One part in the article really got me thinking, though. Very close to the end, the author writes:
I’ve often wondered how many parents would admit (if it was guaranteed that their answer would never be revealed) that they’d rather not have had children. I’ve seen a girlfriend beg to be committed to a psychiatric ward when her lack of bonding with her newborn was not taken seriously.
It saddened me that this woman who did not bond immediately with her newborn was not reassured that this was not abnormal. When my sixth child was born, I remember being so tired after having pushed so hard to get her out that when the nurse triumphantly held the baby up towards me with a joyful, “It’s a girl!”, all I could gasp out was, “When can I eat?” (I did so enjoy the first meal I had after that delivery……) The child I gave birth to then is now nearly seven years old and I do not love her any less than my other children just because I asked for food before I asked to hold her. Feelings are so much a part of human experiences — but they need not be the most important part of a person’s life. They are so fickle, after all.

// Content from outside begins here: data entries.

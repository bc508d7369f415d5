//! Pitch analysis: multi-resolution lag search over the LPC residual.
//!
//! A coarse normalized-correlation search on a 4 kHz decimated residual
//! produces lag candidates, refined at the full internal rate, then a
//! contour codebook picks per-subframe offsets. All tie-breaks prefer the
//! lower lag so the search is deterministic.

use crate::codecs::silk::tables::{
    PITCH_CONTOUR_2SF, PITCH_CONTOUR_4SF_NB, PITCH_CONTOUR_4SF_WB, PITCH_LAG_LO_SIZE,
    PE_MAX_LAG_MS, PE_MIN_LAG_MS,
};
use crate::codecs::silk::types::{Bandwidth, SignalType, MAX_NB_SUBFR};

/// Coarse-stage candidates carried into refinement.
const N_STAGE1_CANDIDATES: usize = 4;
/// Refinement half-width around each coarse candidate, full-rate samples.
const STAGE2_HALF_WIDTH: i32 = 4;

/// Search outcome for one voiced frame.
#[derive(Debug, Clone, Copy)]
pub struct PitchResult {
    /// Per-subframe lags at the internal rate.
    pub lags: [i32; MAX_NB_SUBFR],
    /// Absolute lag index for the parameter codec.
    pub lag_index: i16,
    /// Contour codebook index.
    pub contour_index: i8,
    /// Normalized correlation of the winner, Q13.
    pub norm_corr_q13: i32,
}

/// Shortest coded lag at this rate.
#[inline]
pub fn min_lag(fs_khz: usize) -> i32 {
    (PE_MIN_LAG_MS * fs_khz) as i32
}

/// Longest coded lag at this rate; bounded by the index range.
#[inline]
pub fn max_lag(bandwidth: Bandwidth) -> i32 {
    let fs_khz = bandwidth.fs_khz();
    let coded = min_lag(fs_khz) + 32 * PITCH_LAG_LO_SIZE[lo_table_index(bandwidth)] as i32 - 1;
    coded.min((PE_MAX_LAG_MS * fs_khz) as i32)
}

#[inline]
fn lo_table_index(bandwidth: Bandwidth) -> usize {
    match bandwidth {
        Bandwidth::Narrow => 0,
        Bandwidth::Medium => 1,
        Bandwidth::Wide => 2,
    }
}

/// Contour table for this geometry as (row length, rows).
pub fn contour_table(bandwidth: Bandwidth, nb_subfr: usize) -> (&'static [[i8; 4]], usize) {
    // 2-subframe vectors are stored padded to 4 for a single row type
    static CB_2SF_PADDED: [[i8; 4]; 12] = {
        let mut out = [[0i8; 4]; 12];
        let mut i = 0;
        while i < 12 {
            out[i][0] = PITCH_CONTOUR_2SF[i][0];
            out[i][1] = PITCH_CONTOUR_2SF[i][1];
            i += 1;
        }
        out
    };
    if nb_subfr == 2 {
        (&CB_2SF_PADDED, 2)
    } else if bandwidth == Bandwidth::Wide {
        (&PITCH_CONTOUR_4SF_WB, 4)
    } else {
        (&PITCH_CONTOUR_4SF_NB, 4)
    }
}

/// Split an absolute lag into its coded index.
pub fn lag_to_index(lag: i32, bandwidth: Bandwidth) -> i16 {
    (lag - min_lag(bandwidth.fs_khz())) as i16
}

/// Reconstruct an absolute lag from its coded index.
pub fn index_to_lag(index: i16, bandwidth: Bandwidth) -> i32 {
    min_lag(bandwidth.fs_khz()) + index as i32
}

/// Expand `(lag, contour)` into clamped per-subframe lags.
pub fn contour_to_lags(
    lag: i32,
    contour_index: usize,
    bandwidth: Bandwidth,
    nb_subfr: usize,
) -> [i32; MAX_NB_SUBFR] {
    let (table, _) = contour_table(bandwidth, nb_subfr);
    let row = &table[contour_index.min(table.len() - 1)];
    let lo = min_lag(bandwidth.fs_khz());
    let hi = max_lag(bandwidth);
    let mut lags = [0i32; MAX_NB_SUBFR];
    for s in 0..nb_subfr {
        lags[s] = (lag + row[s] as i32).clamp(lo, hi);
    }
    lags
}

/// Correlation of `x[offset..offset+len]` against itself `lag` samples back.
fn corr_at_lag(x: &[i16], offset: usize, len: usize, lag: i32) -> (i64, i64) {
    let mut num: i64 = 0;
    let mut energy: i64 = 1;
    for n in 0..len {
        let a = x[offset + n] as i64;
        let b = x[offset + n - lag as usize] as i64;
        num += a * b;
        energy += b * b;
    }
    (num, energy)
}

/// Compare two (num, energy) correlation scores without division.
#[inline]
fn score_gt(a: (i64, i64), b: (i64, i64)) -> bool {
    // a.num^2/a.energy > b.num^2/b.energy with sign preserved
    let an = if a.0 > 0 { a.0 } else { 0 };
    let bn = if b.0 > 0 { b.0 } else { 0 };
    (an as i128 * an as i128) * b.1 as i128 > (bn as i128 * bn as i128) * a.1 as i128
}

/// Voicing threshold in Q13 from the frame context.
fn voiced_threshold_q13(
    speech_activity_q8: i32,
    prev_signal_type: SignalType,
    pred_gain_db_q7: i32,
) -> i32 {
    // Base 0.45, lowered for confident activity, a voiced past and a
    // strongly predictive spectrum
    let mut thr = 3686;
    thr -= (speech_activity_q8 * 819) >> 8;
    if prev_signal_type == SignalType::Voiced {
        thr -= 819;
    }
    thr -= (pred_gain_db_q7 >> 4).min(512);
    thr.max(1024)
}

/// Run the full search. `residual` holds the whitened signal with at least
/// `max_lag` samples of history before `frame_offset`. Returns `None` when
/// the best correlation stays under the voicing threshold.
#[allow(clippy::too_many_arguments)]
pub fn pitch_analysis(
    residual: &[i16],
    frame_offset: usize,
    bandwidth: Bandwidth,
    nb_subfr: usize,
    speech_activity_q8: i32,
    prev_signal_type: SignalType,
    pred_gain_db_q7: i32,
    search_thres_boost_q13: i32,
) -> Option<PitchResult> {
    let fs_khz = bandwidth.fs_khz();
    let subfr_len = 5 * fs_khz;
    let frame_len = nb_subfr * subfr_len;
    let lo = min_lag(fs_khz);
    let hi = max_lag(bandwidth);
    debug_assert!(frame_offset >= hi as usize);

    // Stage 1: 4 kHz decimated coarse search
    let dec = fs_khz / 4;
    let dec_len = residual.len() / dec;
    debug_assert!(dec_len <= 256);
    let dec_frame = frame_len / dec;
    let dec_offset = frame_offset / dec;
    let mut decimated = [0i16; 256];
    for (j, d) in decimated.iter_mut().take(dec_len).enumerate() {
        let mut acc = 0i32;
        for k in 0..dec {
            acc += residual[j * dec + k] as i32;
        }
        *d = (acc / dec as i32) as i16;
    }
    let decimated = &decimated[..dec_len];
    let lo4 = (lo / dec as i32).max(4);
    let hi4 = hi / dec as i32;
    let mut candidates = [(0i32, (0i64, 1i64)); N_STAGE1_CANDIDATES];
    let mut n_cand = 0usize;
    for lag4 in lo4..=hi4 {
        if lag4 as usize > dec_offset {
            break;
        }
        let score = corr_at_lag(decimated, dec_offset, dec_frame, lag4);
        if score.0 <= 0 {
            continue;
        }
        let mut pos = n_cand;
        for (p, &(_, s)) in candidates[..n_cand].iter().enumerate() {
            if score_gt(score, s) {
                pos = p;
                break;
            }
        }
        if pos < N_STAGE1_CANDIDATES {
            let upper = (n_cand + 1).min(N_STAGE1_CANDIDATES);
            candidates.copy_within(pos..upper - 1, pos + 1);
            candidates[pos] = (lag4, score);
            n_cand = upper;
        }
    }
    if n_cand == 0 {
        return None;
    }

    // Stage 2: full-rate refinement around each candidate
    let mut best_lag = 0i32;
    let mut best_score: (i64, i64) = (0, 1);
    for &(lag4, _) in &candidates[..n_cand] {
        let center = lag4 * dec as i32;
        for lag in (center - STAGE2_HALF_WIDTH)..=(center + STAGE2_HALF_WIDTH) {
            if lag < lo || lag > hi {
                continue;
            }
            let score = corr_at_lag(residual, frame_offset, frame_len, lag);
            if score_gt(score, best_score) {
                best_score = score;
                best_lag = lag;
            }
        }
    }
    if best_lag == 0 {
        return None;
    }

    // Normalized correlation of the winner in Q13
    let sig_energy: i64 = (0..frame_len)
        .map(|n| {
            let v = residual[frame_offset + n] as i64;
            v * v
        })
        .sum::<i64>()
        + 1;
    let norm_q13 = {
        let num = best_score.0.max(0);
        let den = int_sqrt(best_score.1 as u128 * sig_energy as u128).max(1);
        ((num as i128) << 13).min(i64::MAX as i128) as i64 / den as i64
    }
    .clamp(0, 8192) as i32;

    let thr = voiced_threshold_q13(
        speech_activity_q8,
        prev_signal_type,
        pred_gain_db_q7,
    ) + search_thres_boost_q13;
    if norm_q13 < thr {
        return None;
    }

    // Stage 3: contour selection over per-subframe correlations
    let (table, rows_used) = contour_table(bandwidth, nb_subfr);
    debug_assert_eq!(rows_used, nb_subfr);
    let mut best_contour = 0usize;
    let mut best_total: i64 = i64::MIN;
    for (ci, row) in table.iter().enumerate() {
        let mut total: i64 = 0;
        for s in 0..nb_subfr {
            let lag = (best_lag + row[s] as i32).clamp(lo, hi);
            let off = frame_offset + s * subfr_len;
            let (num, energy) = corr_at_lag(residual, off, subfr_len, lag);
            // Energy-normalized in Q10 to keep subframes comparable
            total += (num << 10) / energy.max(1);
        }
        if total > best_total {
            best_total = total;
            best_contour = ci;
        }
    }

    let lags = contour_to_lags(best_lag, best_contour, bandwidth, nb_subfr);
    Some(PitchResult {
        lags,
        lag_index: lag_to_index(best_lag, bandwidth),
        contour_index: best_contour as i8,
        norm_corr_q13: norm_q13,
    })
}

/// Integer square root on u128, round-down.
fn int_sqrt(v: u128) -> u64 {
    if v == 0 {
        return 0;
    }
    let mut x = (v as f64).sqrt() as u128;
    // A couple of Newton steps fix the float seed exactly
    for _ in 0..4 {
        if x == 0 {
            break;
        }
        x = (x + v / x) >> 1;
    }
    while x.saturating_mul(x) > v {
        x -= 1;
    }
    while (x + 1).saturating_mul(x + 1) <= v {
        x += 1;
    }
    x as u64
}

#[cfg(test)]
mod tests {
    use super::*;

    fn periodic_signal(len: usize, period: usize, amp: i32) -> Vec<i16> {
        let mut x = vec![0i16; len];
        let mut seed = 12_345u32;
        let mut cycle = vec![0i16; period];
        for c in cycle.iter_mut() {
            seed = seed.wrapping_mul(1_664_525).wrapping_add(1_013_904_223);
            *c = (((seed >> 17) as i32 % (2 * amp)) - amp) as i16;
        }
        for (i, v) in x.iter_mut().enumerate() {
            *v = cycle[i % period];
        }
        x
    }

    #[test]
    fn test_detects_known_period() {
        let period = 80usize;
        let x = periodic_signal(1600, period, 6000);
        let res = pitch_analysis(
            &x,
            1280,
            Bandwidth::Wide,
            4,
            200,
            SignalType::Voiced,
            2000,
            0,
        )
        .expect("strongly periodic signal must be voiced");
        // The coded lag should be the period or a harmonic of it
        let lag = index_to_lag(res.lag_index, Bandwidth::Wide);
        assert!(
            lag % period as i32 == 0 || (lag - period as i32).abs() <= 2,
            "lag {} period {}",
            lag,
            period
        );
        assert!(res.norm_corr_q13 > 6000);
    }

    #[test]
    fn test_noise_is_unvoiced() {
        let mut x = vec![0i16; 1600];
        let mut seed = 77u32;
        for v in x.iter_mut() {
            seed = seed.wrapping_mul(1_664_525).wrapping_add(1_013_904_223);
            *v = ((seed >> 18) as i32 - 8192) as i16;
        }
        let res = pitch_analysis(
            &x,
            1280,
            Bandwidth::Wide,
            4,
            100,
            SignalType::Unvoiced,
            0,
            0,
        );
        assert!(res.is_none());
    }

    #[test]
    fn test_lag_index_roundtrip() {
        for bw in [Bandwidth::Narrow, Bandwidth::Medium, Bandwidth::Wide] {
            for lag in [min_lag(bw.fs_khz()), min_lag(bw.fs_khz()) + 17, max_lag(bw)] {
                let idx = lag_to_index(lag, bw);
                assert_eq!(index_to_lag(idx, bw), lag);
            }
        }
    }

    #[test]
    fn test_contour_lags_clamped() {
        let lags = contour_to_lags(min_lag(16), 5, Bandwidth::Wide, 4);
        for s in 0..4 {
            assert!(lags[s] >= min_lag(16));
            assert!(lags[s] <= max_lag(Bandwidth::Wide));
        }
    }
}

And speaking of food — the second article is entitled, “The birth dearth shows kids not all that rewarding”. That pretty much sums up what the article is about too. This from the article:
According to Daniel Gilbert, a Harvard psychologist whose specialty is happiness, people don’t really enjoy rearing children.
“Economists have modelled the impact of many variables on people’s overall happiness and have consistently found that children have only a small impact. A small negative impact,” Gilbert says. He cites research that found people derive more satisfaction from eating, exercising, shopping, napping or watching television than taking care of their kids.

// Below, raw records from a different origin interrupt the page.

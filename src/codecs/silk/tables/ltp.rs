//! Long-term prediction filter codebooks and tables.
//!
//! Three codebooks of 5-tap filters in Q7, selected by the periodicity
//! class: 8 entries for weakly periodic frames, 16 for moderately periodic,
//! 32 for strongly periodic. One class symbol is coded per frame, one
//! codebook index per subframe.

use crate::codecs::silk::types::LTP_ORDER;

/// Periodicity class: low, mid, high.
pub const LTP_PER_INDEX_ICDF: &[u16] = &[256, 179, 99, 0];

/// LTP codebook sizes per periodicity class.
pub const LTP_NB_CBKS: [usize; 3] = [8, 16, 32];

/// Codebook index ICDFs per periodicity class.
pub const LTP_GAIN_ICDF: [&[u16]; 3] = [
    &[256, 241, 225, 208, 87, 41, 20, 10, 0],
    &[
        256, 245, 233, 215, 191, 163, 128, 75, 52, 37, 26, 18, 12, 8, 5, 2, 0,
    ],
    &[
        256, 253, 249, 244, 238, 231, 223, 214, 203, 190, 178, 166, 154, 132, 110, 92, 77, 64, 53,
        44, 36, 29, 23, 18, 14, 11, 8, 6, 4, 3, 2, 1, 0,
    ],
];

/// Low-periodicity codebook, Q7.
pub const LTP_GAIN_VQ_0: [[i8; LTP_ORDER]; 8] = [
    [4, 6, 24, 7, 5],
    [0, 0, 2, 0, 0],
    [12, 28, 41, 13, -4],
    [-9, 15, 42, 25, 14],
    [1, -2, 62, 41, -9],
    [-10, 37, 65, -4, 3],
    [-6, 4, 66, 7, -8],
    [16, 14, 38, -3, 33],
];

/// Mid-periodicity codebook, Q7.
pub const LTP_GAIN_VQ_1: [[i8; LTP_ORDER]; 16] = [
    [13, 22, 39, 23, 12],
    [-1, 36, 64, 27, -6],
    [-7, 10, 55, 43, 17],
    [1, 1, 8, 1, 1],
    [6, -11, 74, 53, -9],
    [-12, 55, 76, -12, 8],
    [-3, 3, 93, 27, -4],
    [26, 39, 59, 3, -8],
    [2, 0, 77, 11, 9],
    [-8, 22, 44, -6, 7],
    [40, 9, 26, 3, 9],
    [-7, 20, 101, -7, 4],
    [3, -8, 42, 26, 0],
    [-15, 33, 68, 2, 23],
    [-2, 55, 46, -2, 15],
    [3, -1, 21, 16, 41],
];

/// High-periodicity codebook, Q7.
pub const LTP_GAIN_VQ_2: [[i8; LTP_ORDER]; 32] = [
    [-6, 27, 61, 39, 5],
    [-11, 42, 88, 4, 1],
    [-2, 60, 65, 6, -4],
    [-1, -5, 73, 56, 1],
    [-9, 19, 94, 29, -9],
    [0, 12, 99, 6, 4],
    [8, -19, 102, 46, -13],
    [3, 2, 13, 3, 2],
    [9, -21, 84, 72, -18],
    [-11, 46, 104, -22, 8],
    [18, 38, 48, 23, 0],
    [-16, 70, 83, -21, 11],
    [5, -11, 117, 22, -8],
    [-6, 23, 117, -12, 3],
    [3, -8, 95, 28, 4],
    [-10, 15, 77, 60, -15],
    [-1, 4, 124, 2, -4],
    [3, 38, 84, 24, -25],
    [2, 13, 42, 13, 31],
    [21, -4, 56, 46, -1],
    [-1, 35, 79, -13, 19],
    [-7, 65, 88, -9, -14],
    [20, 4, 81, 49, -29],
    [20, 0, 75, 3, -17],
    [5, -9, 44, 92, -8],
    [1, -3, 22, 69, 31],
    [-6, 95, 41, -12, 5],
    [39, 67, 16, -4, 1],
    [0, -6, 120, 55, -36],
    [-13, 44, 122, 4, -24],
    [81, 5, 11, 3, 7],
    [2, 0, 9, 10, 88],
];

/// LTP scale index ICDF, coded on the first independently coded voiced frame.
pub const LTP_SCALE_ICDF: &[u16] = &[256, 128, 64, 0];

/// LTP scale factors in Q14 matching the scale index.
pub const LTP_SCALES_Q14: [i16; 3] = [15565, 12288, 8192];

/// Fetch a codebook row for `(periodicity class, codebook index)`.
#[inline]
pub fn ltp_vq_row(per_index: usize, cb_index: usize) -> &'static [i8; LTP_ORDER] {
    match per_index {
        0 => &LTP_GAIN_VQ_0[cb_index],
        1 => &LTP_GAIN_VQ_1[cb_index],
        _ => &LTP_GAIN_VQ_2[cb_index],
    }
}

“Indeed, looking after the kids appears to be only slightly more pleasant than doing housework,” he writes in his best-selling [book] “Stumbling on Happiness”.
Mr. Gilbert further notes that the more children people have, the less happy they tend to be. I am sure that Mr. Gilbert is not a Harvard psychologist with a recognized specialty in happiness and author of a best-selling book for nothing. But I do wonder what someone like me is supposed to do now. Should I despair? Will I ever be happy? After all, a person with eight kids has got be in pretty bad shape!
Seriously, after all the hard work of labour and delivery, childbirth results in my having a new baby and a huge appetite afterwards. As much as I love my children, when I’m famished it is a nice, full meal that does satisfy me. But let’s get it straight: the food satisfies my hunger; it doesn’t fulfill a heartfelt desire to be happy.
I think it’s very important for us to really figure out what true happiness is all about. Even in suffering, in pain and sickness, in death, in hardship and sacrifice, happiness can be found. The problem with basing happiness on very transient and temporal things is that it cannot last. It is fleeting and can be superficial. True happiness is profoundly more than just a sum total of life experiences that satisfy one physically, professionally, emotionally or mentally. In my life, I have found happiness when I wasn’t necessarily looking for it. Rather, happiness found me when I thought of and took care of others. As trite as it may sound, it is true: I am happiest when I love.